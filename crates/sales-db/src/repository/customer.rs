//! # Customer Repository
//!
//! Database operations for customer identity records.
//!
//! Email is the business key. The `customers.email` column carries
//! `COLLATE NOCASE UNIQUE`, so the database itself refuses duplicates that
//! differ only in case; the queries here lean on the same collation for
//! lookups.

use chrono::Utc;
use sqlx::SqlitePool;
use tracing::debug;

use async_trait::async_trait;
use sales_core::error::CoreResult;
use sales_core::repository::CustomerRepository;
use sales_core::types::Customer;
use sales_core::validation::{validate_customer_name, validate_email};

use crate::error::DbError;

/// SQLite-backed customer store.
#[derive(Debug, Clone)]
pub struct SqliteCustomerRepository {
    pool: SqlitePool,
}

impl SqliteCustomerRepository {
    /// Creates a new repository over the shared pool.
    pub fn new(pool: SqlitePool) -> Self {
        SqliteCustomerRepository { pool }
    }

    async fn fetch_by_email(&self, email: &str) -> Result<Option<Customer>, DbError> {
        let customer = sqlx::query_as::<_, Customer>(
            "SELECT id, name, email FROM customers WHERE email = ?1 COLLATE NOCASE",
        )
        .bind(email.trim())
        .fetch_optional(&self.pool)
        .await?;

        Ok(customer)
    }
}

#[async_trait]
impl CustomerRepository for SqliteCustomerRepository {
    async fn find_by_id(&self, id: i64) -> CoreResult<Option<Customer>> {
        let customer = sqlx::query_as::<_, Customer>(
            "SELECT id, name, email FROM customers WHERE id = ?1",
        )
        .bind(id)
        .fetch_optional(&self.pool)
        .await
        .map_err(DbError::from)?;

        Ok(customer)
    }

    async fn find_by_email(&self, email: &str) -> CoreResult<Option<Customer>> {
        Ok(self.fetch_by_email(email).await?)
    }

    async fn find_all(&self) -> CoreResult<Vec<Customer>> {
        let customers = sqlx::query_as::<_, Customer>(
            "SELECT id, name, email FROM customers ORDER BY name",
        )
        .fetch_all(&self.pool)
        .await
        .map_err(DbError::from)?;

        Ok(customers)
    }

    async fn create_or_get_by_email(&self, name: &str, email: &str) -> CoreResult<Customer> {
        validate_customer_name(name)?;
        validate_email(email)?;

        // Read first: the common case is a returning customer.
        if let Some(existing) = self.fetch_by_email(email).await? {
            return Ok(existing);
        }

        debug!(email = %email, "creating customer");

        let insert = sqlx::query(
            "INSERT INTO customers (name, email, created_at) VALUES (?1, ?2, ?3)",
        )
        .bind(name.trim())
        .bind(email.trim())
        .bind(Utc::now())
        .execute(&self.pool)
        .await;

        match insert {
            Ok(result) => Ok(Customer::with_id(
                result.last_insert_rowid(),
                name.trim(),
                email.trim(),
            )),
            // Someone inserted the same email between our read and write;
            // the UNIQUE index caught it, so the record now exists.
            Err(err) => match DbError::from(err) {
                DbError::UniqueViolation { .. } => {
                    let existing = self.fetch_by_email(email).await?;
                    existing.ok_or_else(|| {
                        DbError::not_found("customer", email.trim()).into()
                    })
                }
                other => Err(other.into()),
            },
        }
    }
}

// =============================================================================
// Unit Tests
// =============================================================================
============================================================
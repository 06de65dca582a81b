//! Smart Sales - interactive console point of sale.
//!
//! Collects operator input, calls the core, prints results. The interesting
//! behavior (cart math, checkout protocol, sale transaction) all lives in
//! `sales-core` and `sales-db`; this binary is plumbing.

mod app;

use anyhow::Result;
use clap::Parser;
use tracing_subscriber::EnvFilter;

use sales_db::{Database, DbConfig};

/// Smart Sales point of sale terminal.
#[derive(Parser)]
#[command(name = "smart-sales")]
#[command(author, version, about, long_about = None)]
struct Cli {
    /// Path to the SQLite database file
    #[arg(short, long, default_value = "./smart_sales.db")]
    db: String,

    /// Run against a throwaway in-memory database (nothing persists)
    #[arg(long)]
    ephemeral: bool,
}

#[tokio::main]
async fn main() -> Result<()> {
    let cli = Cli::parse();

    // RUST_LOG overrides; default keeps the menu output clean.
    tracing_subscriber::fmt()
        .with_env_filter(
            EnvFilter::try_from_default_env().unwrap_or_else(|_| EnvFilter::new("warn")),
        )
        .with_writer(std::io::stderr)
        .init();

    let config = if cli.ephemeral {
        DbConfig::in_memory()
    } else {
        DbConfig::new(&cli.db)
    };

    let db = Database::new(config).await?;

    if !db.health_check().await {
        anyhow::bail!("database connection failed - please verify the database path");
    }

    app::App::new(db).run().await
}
============================================================
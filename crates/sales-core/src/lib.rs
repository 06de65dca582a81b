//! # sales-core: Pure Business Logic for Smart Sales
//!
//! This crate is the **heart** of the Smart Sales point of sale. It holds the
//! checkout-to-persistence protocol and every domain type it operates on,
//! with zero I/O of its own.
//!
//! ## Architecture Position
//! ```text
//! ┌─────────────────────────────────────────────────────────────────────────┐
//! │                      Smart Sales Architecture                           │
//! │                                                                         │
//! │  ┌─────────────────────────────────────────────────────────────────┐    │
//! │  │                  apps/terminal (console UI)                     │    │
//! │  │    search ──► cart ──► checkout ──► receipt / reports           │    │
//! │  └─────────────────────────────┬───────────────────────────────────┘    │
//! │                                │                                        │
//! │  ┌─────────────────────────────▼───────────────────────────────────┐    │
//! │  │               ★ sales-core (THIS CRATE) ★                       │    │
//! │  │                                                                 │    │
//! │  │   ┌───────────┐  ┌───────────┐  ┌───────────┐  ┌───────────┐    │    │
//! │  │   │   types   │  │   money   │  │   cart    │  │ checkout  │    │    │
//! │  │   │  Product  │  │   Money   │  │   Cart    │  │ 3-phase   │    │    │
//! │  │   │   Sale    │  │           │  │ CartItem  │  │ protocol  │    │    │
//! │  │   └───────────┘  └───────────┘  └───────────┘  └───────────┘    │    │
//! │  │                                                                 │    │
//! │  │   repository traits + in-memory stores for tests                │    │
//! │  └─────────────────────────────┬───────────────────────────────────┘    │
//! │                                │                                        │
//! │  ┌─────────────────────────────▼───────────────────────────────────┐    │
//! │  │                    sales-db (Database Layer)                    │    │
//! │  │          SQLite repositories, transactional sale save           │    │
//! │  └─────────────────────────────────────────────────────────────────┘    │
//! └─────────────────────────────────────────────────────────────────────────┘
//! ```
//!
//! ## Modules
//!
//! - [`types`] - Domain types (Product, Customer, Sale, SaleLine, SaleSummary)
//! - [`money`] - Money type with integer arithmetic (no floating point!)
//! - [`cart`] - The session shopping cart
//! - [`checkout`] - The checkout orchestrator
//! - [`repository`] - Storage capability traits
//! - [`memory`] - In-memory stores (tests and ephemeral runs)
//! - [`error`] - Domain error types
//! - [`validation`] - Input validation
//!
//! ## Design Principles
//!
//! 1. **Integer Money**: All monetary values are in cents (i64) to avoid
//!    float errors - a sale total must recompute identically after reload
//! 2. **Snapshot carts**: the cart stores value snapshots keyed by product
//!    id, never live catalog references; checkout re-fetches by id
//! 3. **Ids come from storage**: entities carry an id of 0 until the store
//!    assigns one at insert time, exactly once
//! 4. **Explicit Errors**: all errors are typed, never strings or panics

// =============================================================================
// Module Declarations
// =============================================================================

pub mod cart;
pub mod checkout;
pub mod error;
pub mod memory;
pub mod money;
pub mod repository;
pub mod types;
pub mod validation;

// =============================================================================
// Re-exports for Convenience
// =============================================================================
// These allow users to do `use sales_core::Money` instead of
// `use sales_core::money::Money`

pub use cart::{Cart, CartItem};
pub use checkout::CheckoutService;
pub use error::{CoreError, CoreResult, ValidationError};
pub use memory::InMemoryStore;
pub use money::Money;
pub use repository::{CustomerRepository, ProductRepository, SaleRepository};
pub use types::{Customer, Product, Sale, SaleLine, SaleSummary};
============================================================
**WHAT THIS TASK INVOLVES:**
From the records above, reproduce exactly the lines from the one with "filename crates/sales-db/src/repository/customer.rs" to the one with "refuses duplicates that", both included, and no others.

**TASK RESULT:**
filename crates/sales-db/src/repository/customer.rs
//! # Customer Repository
//!
//! Database operations for customer identity records.
//!
//! Email is the business key. The `customers.email` column carries
//! `COLLATE NOCASE UNIQUE`, so the database itself refuses duplicates that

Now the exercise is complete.